Some will argue rightfully that lawful immigrants working in Britain have a positive fiscal impact on the U.K. economy, and therefore claim it is the government that is acting negligently in failing to allocate the necessary funds to ensure public services aren’t saturated.

However, is it not also true that with an overly liberal migration policy, and by lowering wage thresholds for non-EU migrants to come and work in Britain, the government is effectively advocating unlimited immigration? And how can any administration possibly effectively allocate the funds each region needs to upgrade its infrastructure if they don’t know how many people are coming?

A counterargument to the view that Britain needs mass immigration to function is the indisputable fact that there are literally millions of working-age Brits who are not currently economically active.
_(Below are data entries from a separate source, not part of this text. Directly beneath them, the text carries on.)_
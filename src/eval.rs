//! Query sets and CLI rendering for `eval` and `tune`.
//!
//! A query set is a TOML file:
//!
//! ```toml
//! [[queries]]
//! query = "capital of the realm"
//! relevant = ["lore/atlas.md::Eldertown"]
//! role = "guionista"            # optional
//! alpha = 0.7                   # optional
//!
//! # optional: overrides the candidate values swept by `tune`
//! [grid]
//! alpha = [0.5, 0.7]
//! role_bias = [0.0, 0.05]
//! ```

use anyhow::{bail, Context, Result};
use docseek_core::evaluation::{
    evaluate_offline, grid_search, EvalOptions, EvaluationReport, GridSearchReport,
    GridSearchSpace, OfflineQuery,
};
use serde::Deserialize;
use std::path::Path;

use crate::index::DocumentationIndex;

/// Labeled queries plus an optional tuning grid.
#[derive(Debug, Clone, Deserialize)]
pub struct QuerySet {
    #[serde(default)]
    pub queries: Vec<OfflineQuery>,
    #[serde(default)]
    pub grid: Option<GridSearchSpace>,
}

pub fn load_query_set(path: &Path) -> Result<QuerySet> {
    let content = std::fs::read_to_string(path)
        .with_context(|| format!("Failed to read query set: {}", path.display()))?;
    parse_query_set(&content).with_context(|| format!("Invalid query set: {}", path.display()))
}

pub fn parse_query_set(content: &str) -> Result<QuerySet> {
    let set: QuerySet = toml::from_str(content).with_context(|| "Failed to parse query set")?;
    if set.queries.is_empty() {
        bail!("query set has no [[queries]] entries");
    }
    if set.grid.as_ref().is_some_and(GridSearchSpace::is_empty) {
        bail!("[grid] has an empty value list");
    }
    Ok(set)
}

pub fn run_eval(
    index: &mut DocumentationIndex,
    set: &QuerySet,
    options: &EvalOptions,
    json: bool,
) -> Result<()> {
    let config = index.pipeline_config().clone();
    let report = evaluate_offline(index, &set.queries, &config, options);
    if json {
        println!("{}", serde_json::to_string_pretty(&report)?);
    } else {
        print!("{}", format_report(&report));
    }
    Ok(())
}

pub fn run_tune(
    index: &mut DocumentationIndex,
    set: &QuerySet,
    options: &EvalOptions,
    top: usize,
    json: bool,
) -> Result<()> {
    let base = index.pipeline_config().clone();
    let space = set.grid.clone().unwrap_or_default();
    let report = grid_search(index, &set.queries, &base, &space, options);
    if json {
        println!("{}", serde_json::to_string_pretty(report.top(top))?);
    } else {
        print!("{}", format_grid(&report, top));
    }
    Ok(())
}

fn format_macro(report: &EvaluationReport) -> String {
    let mut parts: Vec<String> = report
        .macro_recall_at_k
        .iter()
        .map(|(k, v)| format!("Recall@{k}={v:.3}"))
        .collect();
    parts.push(format!("MRR@10={:.3}", report.macro_mrr_at_10));
    parts.push(format!("nDCG@10={:.3}", report.macro_ndcg_at_10));
    parts.join(" ")
}

/// Per-query lines followed by the macro averages.
pub fn format_report(report: &EvaluationReport) -> String {
    let mut out = String::new();
    for q in &report.per_query {
        out.push_str(&format!(
            "- {} (retrieved={}, MRR@10={:.3}, nDCG@10={:.3})\n",
            q.query.query,
            q.retrieved.len(),
            q.mrr_at_10,
            q.ndcg_at_10
        ));
    }
    out.push_str(&format!(
        "{} queries: {}\n",
        report.per_query.len(),
        format_macro(report)
    ));
    out
}

/// The best `top` trials, one line each.
pub fn format_grid(report: &GridSearchReport, top: usize) -> String {
    if report.entries.is_empty() {
        return "No trials.\n".to_string();
    }
    let mut out = format!("{} trials\n", report.entries.len());
    for (i, e) in report.top(top).iter().enumerate() {
        out.push_str(&format!(
            "{}. α={:.2} N={} M={} λ={:.2} β={:.2}: {}\n",
            i + 1,
            e.alpha,
            e.fusion_top_n,
            e.mmr_limit,
            e.mmr_lambda,
            e.role_bias,
            format_macro(&e.report)
        ));
    }
    out
}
And instead of focusing on a mass training and recruitment drive to up-skill its own people, the government is taking the easy option of importing a new generation of workers.

By the government’s own figures, 22 percent of working-age people in England, Scotland and Wales were economically inactive in 2021. In a research paper by Bayes Business School and the International Longevity Centre (ILC) published in March this year, that figure had risen to 40 percent of all adults aged 16 or over.

The researchers urged the government to wake up to the “huge waste in human potential” that could turbo boost UK plc, and called for a “workforce strategy focusing on incentivizing workers and resolving pay issues, plus issues surrounding skills and health inequalities,” which it claimed would make all the difference.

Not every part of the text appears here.